PS: the whole thing for those who are interested. the theorem in question is the last one.

• Note: we can only break $A$ up into a linear combination of orthogonal projection matrices if $A$ is symmetric. I am guessing this assumption has been forgotten either by you or the author – Omnomnomnom Jul 7 '17 at 14:05
• @Omnomnomnom Yes. That is my fault. I added this assumption. Thanks! – River Jul 7 '17 at 14:08
• Also, the result is certainly believable if $\lambda_i > \lambda$ for all $i$ or if $\lambda_i < \lambda$ for all $i$, but otherwise that step on the LHS requires explanation. – Omnomnomnom Jul 7 '17 at 14:09
• @Omnomnomnom $\left| {\sum\limits_{i = 1}^m {({\lambda _i} - \lambda ){{\left\| {{P_i}({V_k}y)} \right\|}^2}} } \right| \ge \left| {\sum\limits_{i = 1}^m {\min \left| {{\lambda _i} - \lambda } \right|{{\left\| {{P_i}({V_k}y)} \right\|}^2}} } \right| \ge \min \left| {{\lambda _i} - \lambda } \right|\left| {\sum\limits_{i = 1}^m {{{\left\| {{P_i}({V_k}y)} \right\|}^2}} } \right| \ge \min \left| {{\lambda _i} - \lambda } \right|{\left\| {\sum\limits_{i = 1}^m {{P_i}({V_k}y)} } \right\|^2} = \min \left| {{\lambda _i} - \lambda } \right|{\left\| y \right\|^2}$ – River Jul 7 '17 at 14:27
• @River are you still confused about this? It looks like your comment provides the missing step. – jschnei Jul 9 '17 at 15:51

The formula (10.26) says $$\langle (A-\lambda)V_ky,V_ky\rangle = \langle e_k,y\rangle \langle \hat{v}_{k+1},V_ky\rangle$$ Remembering (10.25), the angle between $(A-\lambda)V_ky$ and $V_ky$ is the same as the angle between $\hat{v}_{k+1}$ and $V_ky$, (the book does not say that this is fundamental for deriving (10.27)) so: $$\lVert(A-\lambda)V_ky\rVert \lVert V_ky\rVert = \langle e_k,y\rangle \lVert \hat{v}_{k+1}\rVert\lVert V_ky\rVert$$ For Cauchy-Schwartz applied to the first part of the rhs $$\langle e_k,y\rangle \le \lVert y\rVert$$

As to the lhs, remember that the 2-norm of a symmetric real-valued matrix $A$ is $$\lVert A\rVert=\max\limits_i \lvert \lambda_i\rvert$$ The 2-norm of its inverse, when A is non-singular, is then $$\lVert A^{-1}\rVert=1/\min\limits_i \lvert \lambda_i\rvert$$ So it is (this is an important bound formula, not mentioned in the book, rearranged for our purpose) $$\frac{\lVert(A-\lambda) V_ky\lVert}{\lVert V_ky\rVert} = \frac{\lVert(A-\lambda) V_ky\lVert}{\lVert (A-\lambda)^{-1}(A-\lambda)V_ky\rVert} \ge \frac{\lVert(A-\lambda) V_ky\lVert}{\lVert (A-\lambda)^{-1}\rVert\lVert(A-\lambda)V_ky\rVert} = \min\limits_i \lvert \lambda_i-\lambda\rvert$$ It now follows (10.27), that is $$\min\limits_i \lvert \lambda_i-\lambda\rvert \lVert V_ky\rVert^2 \le \lVert y\rVert \lVert \hat{v}_{k+1}\rVert\lVert V_ky\rVert$$

Let me know whether you need any futher explanation. And don't worry, I will not claim the 500 reputation bounty valid when I first answered.

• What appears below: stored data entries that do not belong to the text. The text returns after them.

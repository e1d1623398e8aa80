//! Conversation message types.
//!
//! Two views of the same conversation exist. The *client-visible* history
//! carries explicit `code` / `code-result` messages bracketing a code
//! evaluation, with standard tool-call traffic interleaved inside the
//! bracket. The *model-visible* history is a conventional single-tool
//! conversation: the bracket collapses into one `run_typescript` tool call
//! and its tool result.

use crate::error::{Error, Result};
use serde::{Deserialize, Serialize};
use serde_json::Value;

/// A tool call carried on an assistant message.
///
/// Follows the prevailing function-calling wire shape:
/// `{id, function: {name, arguments}}`.
#[derive(Debug, Clone, PartialEq, Serialize, Deserialize)]
pub struct ToolCallRequest {
    pub id: String,
    pub function: FunctionCall,
}

impl ToolCallRequest {
    pub fn new(id: impl Into<String>, name: impl Into<String>, arguments: Value) -> Self {
        Self {
            id: id.into(),
            function: FunctionCall {
                name: name.into(),
                arguments,
            },
        }
    }
}

/// The function half of a tool call.
#[derive(Debug, Clone, PartialEq, Serialize, Deserialize)]
pub struct FunctionCall {
    pub name: String,
    /// Arguments as a JSON value, or as JSON text wrapped in a string.
    /// Providers disagree on which form they emit; [`FunctionCall::arguments_value`]
    /// normalizes both.
    pub arguments: Value,
}

impl FunctionCall {
    /// Decode the arguments, parsing the string form if necessary.
    pub fn arguments_value(&self) -> Result<Value> {
        match &self.arguments {
            Value::String(text) => {
                serde_json::from_str(text).map_err(|e| Error::InvalidArguments(e.to_string()))
            }
            other => Ok(other.clone()),
        }
    }
}

/// The result of evaluating a code block, as carried by a `code-result` message.
#[derive(Debug, Clone, PartialEq, Serialize, Deserialize)]
#[serde(tag = "status", rename_all = "snake_case")]
pub enum EvalResult {
    Success { data: Value },
    Error { error: Value },
}

/// A message in the client-visible history.
#[derive(Debug, Clone, PartialEq, Serialize, Deserialize)]
#[serde(tag = "role", rename_all = "kebab-case")]
pub enum ClientMessage {
    System {
        content: String,
    },
    User {
        content: String,
    },
    Assistant {
        #[serde(default, skip_serializing_if = "Option::is_none")]
        content: Option<String>,
        #[serde(
            default,
            rename = "toolCalls",
            skip_serializing_if = "Vec::is_empty"
        )]
        tool_calls: Vec<ToolCallRequest>,
    },
    Tool {
        #[serde(rename = "toolCallId")]
        tool_call_id: String,
        content: String,
    },
    Code {
        id: String,
        code: String,
    },
    CodeResult {
        id: String,
        result: EvalResult,
    },
}

impl ClientMessage {
    /// Create a plain assistant message.
    pub fn assistant(content: impl Into<String>) -> Self {
        Self::Assistant {
            content: Some(content.into()),
            tool_calls: Vec::new(),
        }
    }

    /// Create a user message.
    pub fn user(content: impl Into<String>) -> Self {
        Self::User {
            content: content.into(),
        }
    }

    /// Create a tool result message.
    pub fn tool(tool_call_id: impl Into<String>, content: impl Into<String>) -> Self {
        Self::Tool {
            tool_call_id: tool_call_id.into(),
            content: content.into(),
        }
    }
}

/// A message in the model-visible history.
#[derive(Debug, Clone, PartialEq, Serialize, Deserialize)]
#[serde(tag = "role", rename_all = "snake_case")]
pub enum ModelMessage {
    System {
        content: String,
    },
    User {
        content: String,
    },
    Assistant {
        #[serde(default, skip_serializing_if = "Option::is_none")]
        content: Option<String>,
        #[serde(
            default,
            rename = "toolCalls",
            skip_serializing_if = "Vec::is_empty"
        )]
        tool_calls: Vec<ToolCallRequest>,
    },
    Tool {
        #[serde(rename = "toolCallId")]
        tool_call_id: String,
        content: String,
    },
}

/// An assistant reply produced by an LLM backend.
#[derive(Debug, Clone, PartialEq, Serialize, Deserialize)]
pub struct AssistantReply {
    #[serde(default)]
    pub content: Option<String>,
    #[serde(default)]
    pub tool_calls: Vec<ToolCallRequest>,
}

impl AssistantReply {
    /// A plain text reply.
    pub fn text(content: impl Into<String>) -> Self {
        Self {
            content: Some(content.into()),
            tool_calls: Vec::new(),
        }
    }

    /// A reply carrying a single tool call.
    pub fn tool_call(call: ToolCallRequest) -> Self {
        Self {
            content: None,
            tool_calls: vec![call],
        }
    }

    pub fn has_tool_calls(&self) -> bool {
        !self.tool_calls.is_empty()
    }
}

• Thanks a lot for your help. Sorry for the delay. I was traveling. At a quick look I think you are right. I will comment if I still have question :) – River Jul 16 '17 at 13:27

I think it is a typo and the author meant to use $\max$ instead of $\min$.

$$\sum_\limits{i=1}^m (\lambda_i-\lambda)\vert P_i(V_ky)\vert^2$$ $$\le \sum_\limits{i=1}^m \vert(\lambda_i-\lambda)\vert\vert P_i(V_ky)\vert^2$$ $$\le \sum_\limits{i=1}^m\max\vert\lambda_i-\lambda\vert\vert P_i(V_ky)\vert^2$$ $$= \max_\limits{1\le i \le m}\vert\lambda_i-\lambda\vert\sum_\limits{i=1}^m\vert P_i(V_ky)\vert^2$$ $$\le \max_\limits{1\le i \le m}\vert\lambda_i-\lambda\vert\lVert V_ky\rVert^2$$

This works effortlessly, and any version with $\min$ appears to be false.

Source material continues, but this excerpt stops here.